The arrests bring the total of child arrests and detentions documented by Internationals working in Hebron during the month of February to 18. This number by no means reflects the total number of arrests and detentions of Palestinian children arrested by Israeli forces in the city.
Some of the detentions witnessed have been relatively brief, including incidents where soldiers took children from residential streets or the market, walked them some distance, compared them to photographs or interrogated them in the street, then released them. Sometimes children are taken into military bases or to military police stations and question them there.

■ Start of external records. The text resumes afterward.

//! Loaders for models trained outside this crate.
//!
//! Only XGBoost's JSON format is supported. Loaders parse into foreign
//! schema types first and then convert to the native representations in
//! [`crate::repr`].

pub mod xgboost;

pub use xgboost::{Booster, ConversionError, XgbModel};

Some of the children were arrested from their homes by soldiers, and some were held overnight.
Palestinian children in Hebron are routine victims of racial profiling by Israeli soldiers who are looking for children who may have thrown stones on another day. Often the children who are detained or arrested are innocent, but once in custody feel pressured to identify other children or adults from photos. Palestinian children arrested by Israeli military authorities have no access to their parents or to legal representation. They are often transported in military vehicles, sometimes with adult detainees, to military bases and police stations.

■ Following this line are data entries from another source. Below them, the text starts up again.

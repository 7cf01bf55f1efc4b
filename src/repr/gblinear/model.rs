//! Linear model data structure.

use ndarray::{Array2, ArrayView2, s};

/// Linear booster weights plus bias.
///
/// ```
/// use xgb_inference::repr::gblinear::LinearModel;
/// use ndarray::array;
///
/// // y = 0.5 * x0 + 0.3 * x1 + 0.1
/// let model = LinearModel::from_array(array![[0.5], [0.3], [0.1]]);
///
/// assert_eq!(model.n_features(), 2);
/// assert_eq!(model.weight(1, 0), 0.3);
/// assert_eq!(model.bias(0), 0.1);
/// ```
#[derive(Debug, Clone, PartialEq)]
pub struct LinearModel {
    weights: Array2<f32>,
}

impl LinearModel {
    /// Wrap a `[n_features + 1, n_groups]` weight matrix.
    ///
    /// # Panics
    ///
    /// Panics if the array has no rows (the bias row is mandatory).
    pub fn from_array(weights: Array2<f32>) -> Self {
        assert!(weights.nrows() >= 1, "weights must include the bias row");
        Self { weights }
    }

    #[inline]
    pub fn n_features(&self) -> usize {
        self.weights.nrows() - 1
    }

    #[inline]
    pub fn n_groups(&self) -> usize {
        self.weights.ncols()
    }

    #[inline]
    pub fn weight(&self, feature: usize, group: usize) -> f32 {
        self.weights[[feature, group]]
    }

    #[inline]
    pub fn bias(&self, group: usize) -> f32 {
        self.weights[[self.n_features(), group]]
    }

    /// Coefficients without the bias row, shape `[n_features, n_groups]`.
    #[inline]
    pub fn weight_matrix(&self) -> ArrayView2<'_, f32> {
        self.weights.slice(s![..self.n_features(), ..])
    }
}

According to UNICEF, (Children in Israeli Military Detention; Observations and Recommendations, February 2013) approximately 700 Palestinian children aged 12 to 17 are arrested, interrogated and detained by the Israeli army, police and security agents each year in the OPT. In the past 10 years approximately 7000 children have been detained, interrogated,prosecuted and/or imprisoned within the Israeli military justice system. This is an average of two children each day.

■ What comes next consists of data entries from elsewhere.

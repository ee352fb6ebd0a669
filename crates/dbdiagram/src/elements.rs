//! Factories for the SVG elements every diagram shares.

use std::rc::Rc;

use svg::node::element::{SVG, Use};

use dbdiagram_core::{
    assets::StyleNames,
    attributes::{Attributes, SvgRootAttributes, UseAttributes},
};

use crate::document::Document;

/// A `<use>` element referencing the icon `id`.
///
/// `id` always wins over an `href` in `attributes`.
pub fn reference_icon(id: &str, attributes: &UseAttributes) -> Use {
    let mut element = Use::new();
    for (name, value) in attributes.entries() {
        if name != "href" {
            element = element.set(name, value);
        }
    }
    element.set("href", format!("#{id}"))
}

/// The root `<svg>` of a diagram: the root class and full size.
///
/// Entries in `attributes` are applied afterwards and override the
/// defaults.
pub fn svg_root(styles: &StyleNames, attributes: &SvgRootAttributes) -> SVG {
    let mut element = SVG::new()
        .set("class", styles.root_class())
        .set("width", "100%")
        .set("height", "100%");
    for (name, value) in attributes.entries() {
        element = element.set(name, value);
    }
    element
}

/// Runs `callback` once `host` has finished loading, immediately when it
/// already has.
pub fn on_dom_ready(host: &Rc<Document>, callback: impl FnOnce() + 'static) {
    host.on_ready(callback);
}

#[cfg(test)]
mod tests {
    use std::cell::Cell;

    use crate::document::ReadyState;

    use super::*;

    #[test]
    fn test_reference_icon_href() {
        let attributes = UseAttributes {
            href: Some("#elsewhere".to_string()),
            width: Some(16.0),
            class: Some("key".to_string()),
            ..Default::default()
        };
        let markup = reference_icon("dbdg-primary-key-icon", &attributes).to_string();
        assert!(markup.contains(r##"href="#dbdg-primary-key-icon""##));
        assert!(!markup.contains("#elsewhere"));
        assert!(markup.contains(r#"width="16""#));
        assert!(markup.contains(r#"class="key""#));
    }

    #[test]
    fn test_svg_root_defaults() {
        let markup = svg_root(&StyleNames::default(), &SvgRootAttributes::default()).to_string();
        assert!(markup.contains(r#"class="dbdg""#));
        assert!(markup.contains(r#"width="100%""#));
        assert!(markup.contains(r#"height="100%""#));
    }

    #[test]
    fn test_svg_root_overrides() {
        let attributes = SvgRootAttributes {
            class: Some("dbdg dark".to_string()),
            height: Some("480".to_string()),
            ..Default::default()
        };
        let markup = svg_root(&StyleNames::default(), &attributes).to_string();
        assert!(markup.contains(r#"class="dbdg dark""#));
        assert!(markup.contains(r#"height="480""#));
        assert!(!markup.contains(r#"height="100%""#));
    }

    #[test]
    fn test_on_dom_ready_waits_for_host() {
        let host = Document::parse("<svg/>").unwrap();
        let fired = Rc::new(Cell::new(false));

        let flag = Rc::clone(&fired);
        on_dom_ready(&host, move || flag.set(true));
        assert!(!fired.get());

        host.set_ready_state(ReadyState::Complete);
        assert!(fired.get());
    }
}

Many aspects of the child detentions and arrests documented in Hebron during the month of February are clear violations of international law, which clearly states the following:
- Parents or legal guardians should be informed of the arrest of children within the shortest possible time thereafter, in a language understood by the child and the parents or legal guardians. (The International Covenant on Civil and Political Rights (ICCPR), article 9 (1) and (2); Beijing Rules, Rule 10.1).
- All children should be free from compulsory self-incrimination, which includes the right to silence. ‘Compulsory’ should be interpreted broadly and not limited to physical force. The age of the child and the length of the interrogation, the child’s lack of understanding and the fear of unknown consequences may all lead a child to give a confession that is not true. (Convention on the Rights of the Child (CRC) article 40(2)(b) (iv); CRC General Comment No. 10, paragraphs 56-58; Convention against Torture, article 15; ICCPR, article 14(3)(g) and (4); Geneva IV, article 31).
- There must be independent scrutiny of the methods of interrogation of children. This should include the presence of a lawyer and relative or legal guardian and audio-visual recording of all interrogations involving children (CRC, art 40(2)(b0(ii) and (iv); CRC General Comment no. 10, para 58; ICCPT, art. 14(3)(b); HRC General Comment no. 20, para 11; HRC Concluding Observations, Israel (29 July 2010), ICCPR/C/ISR/CO/3, para 22; Convention against Torture, art. 2; UN Committee against Torture, General Comment No. 2, para 14, and Concluding Observations, Israel (14 May 2009), CAT/C/ISR/CO/4, paras 15, 16, 27 and 28).
- Children should not be held with an adult population while in custody. Under the Convention on the Rights of the Child, parties should establish separate facilities for children deprived of their liberty, including distinct, child-centered staff, personnel, policies and practices.